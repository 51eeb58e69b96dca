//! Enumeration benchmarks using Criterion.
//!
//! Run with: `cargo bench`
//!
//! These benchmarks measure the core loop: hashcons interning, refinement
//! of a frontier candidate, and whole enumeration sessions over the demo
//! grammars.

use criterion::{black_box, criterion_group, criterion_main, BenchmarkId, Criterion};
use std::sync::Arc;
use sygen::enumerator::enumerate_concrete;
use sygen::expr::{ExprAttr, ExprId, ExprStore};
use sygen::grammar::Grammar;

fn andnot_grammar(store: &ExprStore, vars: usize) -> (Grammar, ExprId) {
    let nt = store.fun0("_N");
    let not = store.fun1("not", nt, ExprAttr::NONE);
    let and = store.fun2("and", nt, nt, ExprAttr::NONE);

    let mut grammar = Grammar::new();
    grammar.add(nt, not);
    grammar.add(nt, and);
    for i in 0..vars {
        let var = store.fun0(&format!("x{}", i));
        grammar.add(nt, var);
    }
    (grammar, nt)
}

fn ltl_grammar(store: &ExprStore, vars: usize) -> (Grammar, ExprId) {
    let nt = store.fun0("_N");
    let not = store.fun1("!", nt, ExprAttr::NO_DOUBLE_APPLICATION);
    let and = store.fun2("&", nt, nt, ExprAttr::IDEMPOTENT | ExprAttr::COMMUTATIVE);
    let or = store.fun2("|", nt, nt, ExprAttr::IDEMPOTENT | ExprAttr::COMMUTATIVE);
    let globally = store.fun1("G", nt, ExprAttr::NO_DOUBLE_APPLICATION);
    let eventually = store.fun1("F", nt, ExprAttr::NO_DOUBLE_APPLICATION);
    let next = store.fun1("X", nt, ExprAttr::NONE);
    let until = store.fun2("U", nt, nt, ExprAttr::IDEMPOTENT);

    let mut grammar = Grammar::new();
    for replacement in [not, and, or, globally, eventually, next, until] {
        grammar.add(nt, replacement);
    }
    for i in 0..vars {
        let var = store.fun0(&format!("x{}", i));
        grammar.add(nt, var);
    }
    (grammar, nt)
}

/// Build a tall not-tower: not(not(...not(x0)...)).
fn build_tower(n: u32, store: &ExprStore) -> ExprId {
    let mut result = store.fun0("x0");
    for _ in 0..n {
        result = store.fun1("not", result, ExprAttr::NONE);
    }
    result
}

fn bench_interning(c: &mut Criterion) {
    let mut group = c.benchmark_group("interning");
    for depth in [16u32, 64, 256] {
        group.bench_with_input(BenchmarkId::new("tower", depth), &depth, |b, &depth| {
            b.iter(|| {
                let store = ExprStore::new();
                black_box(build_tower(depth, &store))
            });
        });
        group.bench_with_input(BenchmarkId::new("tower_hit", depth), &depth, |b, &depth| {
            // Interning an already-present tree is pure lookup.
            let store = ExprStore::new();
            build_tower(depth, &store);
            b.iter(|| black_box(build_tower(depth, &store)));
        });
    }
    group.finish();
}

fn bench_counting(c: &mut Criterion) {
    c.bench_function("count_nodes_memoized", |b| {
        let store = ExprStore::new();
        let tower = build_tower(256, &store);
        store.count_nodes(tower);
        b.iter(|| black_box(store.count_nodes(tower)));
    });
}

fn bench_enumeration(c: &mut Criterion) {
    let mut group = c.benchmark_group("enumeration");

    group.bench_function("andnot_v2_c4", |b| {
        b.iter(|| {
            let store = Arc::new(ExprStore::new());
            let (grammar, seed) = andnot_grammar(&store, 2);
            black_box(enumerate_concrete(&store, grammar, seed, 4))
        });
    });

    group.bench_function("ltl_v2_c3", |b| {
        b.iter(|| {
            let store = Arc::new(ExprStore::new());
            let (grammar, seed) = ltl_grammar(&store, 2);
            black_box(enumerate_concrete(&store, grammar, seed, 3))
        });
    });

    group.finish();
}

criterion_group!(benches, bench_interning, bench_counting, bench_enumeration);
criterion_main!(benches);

▬▬▬

What you are asked to do:
From the first line to the last, write out the listing exactly.

Output of the task:
repository 51eeb58e69b96dca
//! Enumeration benchmarks using Criterion.
//!
//! Run with: `cargo bench`
//!
//! These benchmarks measure the core loop: hashcons interning, refinement
//! of a frontier candidate, and whole enumeration sessions over the demo
//! grammars.

use criterion::{black_box, criterion_group, criterion_main, BenchmarkId, Criterion};
use std::sync::Arc;
use sygen::enumerator::enumerate_concrete;
use sygen::expr::{ExprAttr, ExprId, ExprStore};
use sygen::grammar::Grammar;

fn andnot_grammar(store: &ExprStore, vars: usize) -> (Grammar, ExprId) {
    let nt = store.fun0("_N");
    let not = store.fun1("not", nt, ExprAttr::NONE);
    let and = store.fun2("and", nt, nt, ExprAttr::NONE);

    let mut grammar = Grammar::new();
    grammar.add(nt, not);
    grammar.add(nt, and);
    for i in 0..vars {
        let var = store.fun0(&format!("x{}", i));
        grammar.add(nt, var);
    }
    (grammar, nt)
}

fn ltl_grammar(store: &ExprStore, vars: usize) -> (Grammar, ExprId) {
    let nt = store.fun0("_N");
    let not = store.fun1("!", nt, ExprAttr::NO_DOUBLE_APPLICATION);
    let and = store.fun2("&", nt, nt, ExprAttr::IDEMPOTENT | ExprAttr::COMMUTATIVE);
    let or = store.fun2("|", nt, nt, ExprAttr::IDEMPOTENT | ExprAttr::COMMUTATIVE);
    let globally = store.fun1("G", nt, ExprAttr::NO_DOUBLE_APPLICATION);
    let eventually = store.fun1("F", nt, ExprAttr::NO_DOUBLE_APPLICATION);
    let next = store.fun1("X", nt, ExprAttr::NONE);
    let until = store.fun2("U", nt, nt, ExprAttr::IDEMPOTENT);

    let mut grammar = Grammar::new();
    for replacement in [not, and, or, globally, eventually, next, until] {
        grammar.add(nt, replacement);
    }
    for i in 0..vars {
        let var = store.fun0(&format!("x{}", i));
        grammar.add(nt, var);
    }
    (grammar, nt)
}

/// Build a tall not-tower: not(not(...not(x0)...)).
fn build_tower(n: u32, store: &ExprStore) -> ExprId {
    let mut result = store.fun0("x0");
    for _ in 0..n {
        result = store.fun1("not", result, ExprAttr::NONE);
    }
    result
}

fn bench_interning(c: &mut Criterion) {
    let mut group = c.benchmark_group("interning");
    for depth in [16u32, 64, 256] {
        group.bench_with_input(BenchmarkId::new("tower", depth), &depth, |b, &depth| {
            b.iter(|| {
                let store = ExprStore::new();
                black_box(build_tower(depth, &store))
            });
        });
        group.bench_with_input(BenchmarkId::new("tower_hit", depth), &depth, |b, &depth| {
            // Interning an already-present tree is pure lookup.
            let store = ExprStore::new();
            build_tower(depth, &store);
            b.iter(|| black_box(build_tower(depth, &store)));
        });
    }
    group.finish();
}

fn bench_counting(c: &mut Criterion) {
    c.bench_function("count_nodes_memoized", |b| {
        let store = ExprStore::new();
        let tower = build_tower(256, &store);
        store.count_nodes(tower);
        b.iter(|| black_box(store.count_nodes(tower)));
    });
}

fn bench_enumeration(c: &mut Criterion) {
    let mut group = c.benchmark_group("enumeration");

    group.bench_function("andnot_v2_c4", |b| {
        b.iter(|| {
            let store = Arc::new(ExprStore::new());
            let (grammar, seed) = andnot_grammar(&store, 2);
            black_box(enumerate_concrete(&store, grammar, seed, 4))
        });
    });

    group.bench_function("ltl_v2_c3", |b| {
        b.iter(|| {
            let store = Arc::new(ExprStore::new());
            let (grammar, seed) = ltl_grammar(&store, 2);
            black_box(enumerate_concrete(&store, grammar, seed, 3))
        });
    });

    group.finish();
}

criterion_group!(benches, bench_interning, bench_counting, bench_enumeration);
criterion_main!(benches);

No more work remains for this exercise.